Muddassar Ahmed writes: the type of aggressive, populist campaign that has so far been successful for Donald Trump in the United States will not necessarily be a blueprint for success elsewhere. Although many on the right in Britain apparently believed that capitalizing on anti-Muslim sentiment is not just acceptable, but a sure ticket to victory, the strategy was found wanting. In short, there is a limit to the ability of bigotry to capture elections.

And it is not just Britain that has demonstrated that resorting to anti-Muslim language can backfire. Take the example of former Canadian Prime Minister Stephen Harper. Last year, he resorted to crude anti-Muslim language as he sought re-election. In contrast, Harper’s opponent, Justin Trudeau, went out of his way to embrace Muslims (and other minorities). Harper didn’t just lose — he was trounced.

Why?

Many non-Muslim Canadians were repelled by seeing this faith-based bigotry in their secular politics. Just as importantly, the Muslim-bashing had another effect that Harper apparently did not seem to see coming — it prompted Canadian Muslims to vote in record numbers. You can bet that these new voters will continue and extend their political involvement, meaning that in a well deserved bit of irony, Harper’s Islamophobic campaign may have created a Canadian Muslim political consciousness where none existed before.

With this in mind, it is likely for good reason that in the United Kingdom, the Conservative group leader of the Greater London assembly, Andrew Boff, criticized Goldsmith’s divisive campaign for damaging his party’s relations with the Muslim community, something that could further hurt it down the road.
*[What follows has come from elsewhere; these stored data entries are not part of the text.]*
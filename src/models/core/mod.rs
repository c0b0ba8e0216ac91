//! Core domain models for the gateway.
//!
//! - Node: an upstream blockchain node the gateway can route to and subscribe on
//! - GatewayConfig: everything one gateway instance needs to run

mod gateway;
mod node;

pub use gateway::{
	BrokerConfig, CoordinationConfig, ExchangeKind, ExchangeTopology, GatewayConfig,
	IngestionConfig, ScheduleConfig,
};
pub use node::Node;
//! The election rule.

use crate::models::{Node, SyncStatus};

/// Winner of an election round
#[derive(Debug, Clone, PartialEq)]
pub struct Election {
	pub node: Node,
	pub height: u64,
}

/// Picks the authoritative node from probe results, in configuration order.
///
/// `None` statuses are unreachable nodes and are skipped. The first reachable
/// node is the fallback. Among eligible nodes (done with initial sync, no
/// chain-disagreement warning) the highest one wins; on a tie the later node
/// wins. Returns `None` when no node was reachable.
pub fn choose_node(probes: &[(Node, Option<SyncStatus>)]) -> Option<Election> {
	let mut chosen: Option<Election> = None;
	let mut best_height = 0;

	for (node, status) in probes {
		let Some(status) = status else {
			continue;
		};

		if chosen.is_none() {
			chosen = Some(Election {
				node: node.clone(),
				height: status.height,
			});
		}

		if status.is_eligible() && status.height >= best_height {
			best_height = status.height;
			chosen = Some(Election {
				node: node.clone(),
				height: status.height,
			});
		}
	}

	chosen
}
//! Chain-agnostic models shared by every adapter.
//!
//! - `event`: events published to the broker and their wire shape
//! - `filter`: block selection filters for bulk retrieval
//! - `info`: node summary and sync status used for election
//! - `reference`: raw block/transaction references pushed by nodes

use serde::{Deserialize, Serialize};
use std::fmt;

mod event;
mod filter;
mod info;
mod reference;

pub use event::{BrokerMessage, Event, EventData};
pub use filter::{BlockHashFilter, BlockNumFilter, BlocksFilter};
pub use info::{NodeInfo, SyncStatus};
pub use reference::{ChainReference, EventKind};

/// Protocol family of the configured blockchain
#[derive(Debug, Clone, Copy, Serialize, Deserialize, PartialEq, Eq, Hash)]
#[serde(rename_all = "lowercase")]
pub enum ChainFamily {
	/// JSON-RPC 1.0 over HTTP with ZeroMQ push notifications
	Bitcoin,
	/// JSON-RPC 2.0 over HTTP with WebSocket subscriptions
	Ethereum,
}

impl fmt::Display for ChainFamily {
	fn fmt(&self, f: &mut fmt::Formatter<'_>) -> fmt::Result {
		match self {
			ChainFamily::Bitcoin => write!(f, "bitcoin"),
			ChainFamily::Ethereum => write!(f, "ethereum"),
		}
	}
}
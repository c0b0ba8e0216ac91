use crate::properties::strategies::probes_strategy;

use chain_gateway::services::election::choose_node;
use proptest::{prelude::*, test_runner::Config};

proptest! {
	#![proptest_config(Config {
		failure_persistence: None,
		..Config::default()
	})]

	#[test]
	fn test_highest_eligible_node_wins(probes in probes_strategy()) {
		let best = probes
			.iter()
			.filter_map(|(node, status)| status.as_ref().map(|s| (node, s)))
			.filter(|(_, status)| status.is_eligible())
			.map(|(_, status)| status.height)
			.max();

		if let Some(best) = best {
			let election = choose_node(&probes).unwrap();
			prop_assert_eq!(election.height, best);

			// Ties go to the later node in configuration order
			let last_best = probes
				.iter()
				.rev()
				.find(|(_, status)| {
					status
						.as_ref()
						.map(|s| s.is_eligible() && s.height == best)
						.unwrap_or(false)
				})
				.map(|(node, _)| node.name.clone());
			prop_assert_eq!(Some(election.node.name), last_best);
		}
	}

	#[test]
	fn test_first_reachable_node_is_fallback(probes in probes_strategy()) {
		let any_eligible = probes
			.iter()
			.any(|(_, status)| status.as_ref().map(|s| s.is_eligible()).unwrap_or(false));
		prop_assume!(!any_eligible);

		let first_reachable = probes
			.iter()
			.find(|(_, status)| status.is_some())
			.map(|(node, _)| node.name.clone());

		prop_assert_eq!(
			choose_node(&probes).map(|election| election.node.name),
			first_reachable
		);
	}

	#[test]
	fn test_winner_was_reachable(probes in probes_strategy()) {
		if let Some(election) = choose_node(&probes) {
			let status = probes
				.iter()
				.find(|(node, _)| node.name == election.node.name)
				.and_then(|(_, status)| status.clone());
			prop_assert_eq!(status.map(|s| s.height), Some(election.height));
		} else {
			prop_assert!(probes.iter().all(|(_, status)| status.is_none()));
		}
	}
}
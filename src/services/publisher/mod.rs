//! Event publishing to the message brokers.

mod broker;
mod error;
mod service;

pub use broker::{with_heartbeat, BrokerConnection, BrokerConnector, FailureHook, LapinConnector};
pub use error::PublisherError;
pub use service::{
	AmqpEventPublisher, BrokerTarget, DisabledPublisher, EventPublisher, PublishOutcome,
	PublisherSettings,
};
//! WebSocket subscription for Ethereum nodes (`eth_subscribe`).

use futures_util::{SinkExt, StreamExt};
use serde::{Deserialize, Serialize};
use serde_json::Value;
use std::collections::HashMap;
use tokio_tungstenite::{connect_async, tungstenite::Message};
use tracing::{debug, warn};

use crate::{
	models::ChainReference,
	services::blockchain::{notifications::NotificationStream, BlockChainError},
	utils::parse_hex_quantity,
};

const NEW_HEADS_ID: u64 = 1;
const PENDING_TX_ID: u64 = 2;

#[derive(Debug, Serialize)]
struct SubscribeRequest {
	jsonrpc: &'static str,
	method: &'static str,
	params: (&'static str,),
	id: u64,
}

#[derive(Debug, Deserialize)]
struct WsResponse {
	id: Option<u64>,
	result: Option<Value>,
	error: Option<WsError>,
	method: Option<String>,
	params: Option<NotificationParams>,
}

#[derive(Debug, Deserialize)]
struct WsError {
	code: i64,
	message: String,
}

#[derive(Debug, Deserialize)]
struct NotificationParams {
	subscription: String,
	result: Value,
}

/// Maps `eth_subscribe` request ids to the subscription ids the node assigns
#[derive(Debug, Default)]
struct SubscriptionState {
	new_heads: Option<String>,
	pending_tx: Option<String>,
}

enum Frame {
	Reference(ChainReference),
	Error(String),
	Ignored,
}

impl SubscriptionState {
	fn handle_text(&mut self, text: &str) -> Frame {
		let Ok(response) = serde_json::from_str::<WsResponse>(text) else {
			return Frame::Ignored;
		};

		if let Some(error) = response.error {
			return Frame::Error(format!(
				"eth_subscribe failed ({}): {}",
				error.code, error.message
			));
		}

		if let Some(Value::String(subscription)) = response.result {
			match response.id {
				Some(NEW_HEADS_ID) => self.new_heads = Some(subscription),
				Some(PENDING_TX_ID) => self.pending_tx = Some(subscription),
				_ => {}
			}
			return Frame::Ignored;
		}

		if response.method.as_deref() != Some("eth_subscription") {
			return Frame::Ignored;
		}
		let Some(params) = response.params else {
			return Frame::Ignored;
		};

		if Some(&params.subscription) == self.new_heads.as_ref() {
			let hash = params.result.get("hash").and_then(Value::as_str);
			let height = params
				.result
				.get("number")
				.and_then(Value::as_str)
				.and_then(parse_hex_quantity);
			match hash {
				Some(hash) => Frame::Reference(ChainReference::block(hash, height)),
				None => Frame::Ignored,
			}
		} else if Some(&params.subscription) == self.pending_tx.as_ref() {
			match params.result.as_str() {
				Some(hash) => Frame::Reference(ChainReference::transaction(hash)),
				None => Frame::Ignored,
			}
		} else {
			Frame::Ignored
		}
	}
}

fn endpoint_metadata(endpoint: &str) -> Option<HashMap<String, String>> {
	Some(HashMap::from([(
		"endpoint".to_string(),
		endpoint.to_string(),
	)]))
}

fn subscribe_message(id: u64, topic: &'static str) -> Result<Message, BlockChainError> {
	let request = SubscribeRequest {
		jsonrpc: "2.0",
		method: "eth_subscribe",
		params: (topic,),
		id,
	};
	let text = serde_json::to_string(&request).map_err(|e| {
		BlockChainError::request_error(
			format!("Failed to encode eth_subscribe: {}", e),
			Some(Box::new(e)),
			None,
		)
	})?;
	Ok(Message::Text(text.into()))
}

/// Opens a WebSocket to `endpoint` and subscribes to `newHeads` and
/// `newPendingTransactions`
pub async fn subscribe_websocket(endpoint: &str) -> Result<NotificationStream, BlockChainError> {
	let (ws_stream, _) = connect_async(endpoint).await.map_err(|e| {
		BlockChainError::subscription_error(
			format!("Failed to connect WebSocket: {}", e),
			Some(Box::new(e)),
			endpoint_metadata(endpoint),
		)
	})?;
	let (mut write, mut read) = ws_stream.split();

	for (id, topic) in [
		(NEW_HEADS_ID, "newHeads"),
		(PENDING_TX_ID, "newPendingTransactions"),
	] {
		write
			.send(subscribe_message(id, topic)?)
			.await
			.map_err(|e| {
				BlockChainError::subscription_error(
					format!("Failed to send {} subscription: {}", topic, e),
					Some(Box::new(e)),
					endpoint_metadata(endpoint),
				)
			})?;
	}

	let (sender, cancel, stream) = NotificationStream::channel();
	let endpoint = endpoint.to_string();

	tokio::spawn(async move {
		let mut state = SubscriptionState::default();
		let failure = loop {
			tokio::select! {
				_ = cancel.cancelled() => {
					let _ = write.send(Message::Close(None)).await;
					break None;
				}
				message = read.next() => match message {
					Some(Ok(Message::Text(text))) => match state.handle_text(&text) {
						Frame::Reference(reference) => {
							if sender.send(Ok(reference)).await.is_err() {
								break None;
							}
						}
						Frame::Error(message) => break Some(message),
						Frame::Ignored => {}
					},
					Some(Ok(Message::Ping(data))) => {
						let _ = write.send(Message::Pong(data)).await;
					}
					Some(Ok(Message::Close(_))) | None => {
						break Some("WebSocket closed by node".to_string());
					}
					Some(Ok(_)) => {}
					Some(Err(e)) => break Some(format!("WebSocket receive failed: {}", e)),
				}
			}
		};

		if let Some(message) = failure {
			warn!(endpoint = %endpoint, "{}", message);
			let error = BlockChainError::subscription_error(
				message,
				None,
				endpoint_metadata(&endpoint),
			);
			let _ = sender.send(Err(error)).await;
		}
		debug!(endpoint = %endpoint, "WebSocket subscription closed");
	});

	Ok(stream)
}
//! HTTP client construction for node RPC traffic.
//!
//! Every JSON-RPC request to a node goes through a `reqwest` client wrapped in
//! `reqwest-middleware`, with transient failures retried by `reqwest-retry`.

use reqwest_middleware::{ClientBuilder, ClientWithMiddleware};
use reqwest_retry::{
	default_on_request_failure, default_on_request_success, policies::ExponentialBackoff, Jitter,
	RetryTransientMiddleware, Retryable, RetryableStrategy,
};
use serde::{Deserialize, Serialize};
use std::time::Duration;

fn default_max_attempts() -> u32 {
	3
}

fn default_initial_backoff() -> Duration {
	Duration::from_millis(250)
}

fn default_max_backoff() -> Duration {
	Duration::from_secs(10)
}

fn default_base_for_backoff() -> u32 {
	2
}

fn default_request_timeout() -> Duration {
	Duration::from_secs(30)
}

fn default_connect_timeout() -> Duration {
	Duration::from_secs(10)
}

/// Serializable setting for jitter in retry policies
#[derive(Default, Debug, Clone, Serialize, Deserialize, PartialEq, Eq, Hash)]
#[serde(rename_all = "lowercase")]
pub enum JitterSetting {
	/// No jitter applied to the backoff duration
	None,
	/// Full jitter applied, randomizing the backoff duration
	#[default]
	Full,
}

/// Retry and timeout policy for node RPC requests
#[derive(Debug, Clone, Serialize, Deserialize, PartialEq, Eq, Hash)]
pub struct RetryConfig {
	/// Maximum number of retries for transient errors
	#[serde(default = "default_max_attempts")]
	pub max_retries: u32,
	/// Base duration for exponential backoff calculations
	#[serde(default = "default_base_for_backoff")]
	pub base_for_backoff: u32,
	/// Initial backoff duration before the first retry
	#[serde(default = "default_initial_backoff")]
	pub initial_backoff: Duration,
	/// Maximum backoff duration for retries
	#[serde(default = "default_max_backoff")]
	pub max_backoff: Duration,
	/// Jitter to apply to the backoff duration
	#[serde(default)]
	pub jitter: JitterSetting,
	/// Total time allowed for one request attempt
	#[serde(default = "default_request_timeout")]
	pub request_timeout: Duration,
	/// Time allowed to establish the TCP/TLS connection
	#[serde(default = "default_connect_timeout")]
	pub connect_timeout: Duration,
}

impl Default for RetryConfig {
	fn default() -> Self {
		Self {
			max_retries: default_max_attempts(),
			base_for_backoff: default_base_for_backoff(),
			initial_backoff: default_initial_backoff(),
			max_backoff: default_max_backoff(),
			jitter: JitterSetting::default(),
			request_timeout: default_request_timeout(),
			connect_timeout: default_connect_timeout(),
		}
	}
}

/// Retries connection failures and 5xx/429 responses, nothing else.
///
/// Bitcoin-family nodes answer RPC-level errors with HTTP 500 and a JSON body;
/// those are not transient, so a 500 that carries a JSON-RPC error is left to
/// the caller.
pub struct TransientErrorRetryStrategy;

impl RetryableStrategy for TransientErrorRetryStrategy {
	fn handle(
		&self,
		res: &Result<reqwest::Response, reqwest_middleware::Error>,
	) -> Option<Retryable> {
		match res {
			Ok(response) if response.status() == reqwest::StatusCode::INTERNAL_SERVER_ERROR => {
				let is_json = response
					.headers()
					.get(reqwest::header::CONTENT_TYPE)
					.and_then(|value| value.to_str().ok())
					.map(|value| value.contains("json"))
					.unwrap_or(false);
				if is_json {
					None
				} else {
					Some(Retryable::Transient)
				}
			}
			Ok(success) => default_on_request_success(success),
			Err(error) => default_on_request_failure(error),
		}
	}
}

/// Creates a retryable HTTP client
///
/// # Parameters:
/// - `config`: Configuration for retry policies
/// - `base_client`: The base HTTP client to use
/// - `custom_strategy`: Optional custom retry strategy, replacing the default one
pub fn create_retryable_http_client<S>(
	config: &RetryConfig,
	base_client: reqwest::Client,
	custom_strategy: Option<S>,
) -> ClientWithMiddleware
where
	S: RetryableStrategy + Send + Sync + 'static,
{
	let policy_builder = match config.jitter {
		JitterSetting::None => ExponentialBackoff::builder().jitter(Jitter::None),
		JitterSetting::Full => ExponentialBackoff::builder().jitter(Jitter::Full),
	};

	let retry_policy = policy_builder
		.base(config.base_for_backoff)
		.retry_bounds(config.initial_backoff, config.max_backoff)
		.build_with_max_retries(config.max_retries);

	if let Some(strategy) = custom_strategy {
		ClientBuilder::new(base_client).with(
			RetryTransientMiddleware::new_with_policy_and_strategy(retry_policy, strategy),
		)
	} else {
		ClientBuilder::new(base_client)
			.with(RetryTransientMiddleware::new_with_policy(retry_policy))
	}
	.build()
}

/// Creates the pooled client shared by all node transports
pub fn create_node_http_client(
	config: &RetryConfig,
) -> Result<ClientWithMiddleware, reqwest::Error> {
	let base_client = reqwest::ClientBuilder::new()
		.pool_idle_timeout(Duration::from_secs(90))
		.pool_max_idle_per_host(32)
		.timeout(config.request_timeout)
		.connect_timeout(config.connect_timeout)
		.build()?;

	Ok(create_retryable_http_client(
		config,
		base_client,
		Some(TransientErrorRetryStrategy),
	))
}
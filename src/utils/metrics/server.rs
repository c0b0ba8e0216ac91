//! Metrics server module
//!
//! Serves the Prometheus registry on `/metrics`.

use actix_web::middleware::{Compress, DefaultHeaders, NormalizePath};
use actix_web::{web, App, HttpResponse, HttpServer, Responder};
use tracing::{error, info};

use crate::utils::metrics::{gather_metrics, update_system_metrics};

/// Metrics endpoint handler
async fn metrics_handler() -> impl Responder {
	update_system_metrics();

	match gather_metrics() {
		Ok(buffer) => HttpResponse::Ok()
			.content_type("text/plain; version=0.0.4; charset=utf-8")
			.body(buffer),
		Err(e) => {
			error!("Error gathering metrics: {}", e);
			HttpResponse::InternalServerError().finish()
		}
	}
}

/// Containers listen on all interfaces, keeping the configured port.
fn resolve_bind_address(bind_address: &str, in_docker: bool) -> String {
	if !in_docker {
		return bind_address.to_string();
	}
	match bind_address.split(':').nth(1) {
		Some(port) => format!("0.0.0.0:{}", port),
		None => "0.0.0.0:8081".to_string(),
	}
}

// Create metrics server
pub fn create_metrics_server(bind_address: String) -> std::io::Result<actix_web::dev::Server> {
	let in_docker = std::env::var("IN_DOCKER").unwrap_or_default() == "true";
	let actual_bind_address = resolve_bind_address(&bind_address, in_docker);

	info!(
		"Starting metrics server on {} (actual bind: {})",
		bind_address, actual_bind_address
	);

	Ok(HttpServer::new(|| {
		App::new()
			.wrap(Compress::default())
			.wrap(NormalizePath::trim())
			.wrap(DefaultHeaders::new())
			.route("/metrics", web::get().to(metrics_handler))
	})
	.workers(2)
	.bind(actual_bind_address)?
	.shutdown_timeout(5)
	.run())
}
In fact, the same thing could happen in America. After all, not only is Donald Trump now a widely detested politician (polls suggest that more Americans disapprove of him than are worried about Muslims), but American Muslims are becoming more politically engaged. And although the American Muslim population is relatively small, it may hold the key to swing states like Virginia, Florida and Ohio. [Continue reading…]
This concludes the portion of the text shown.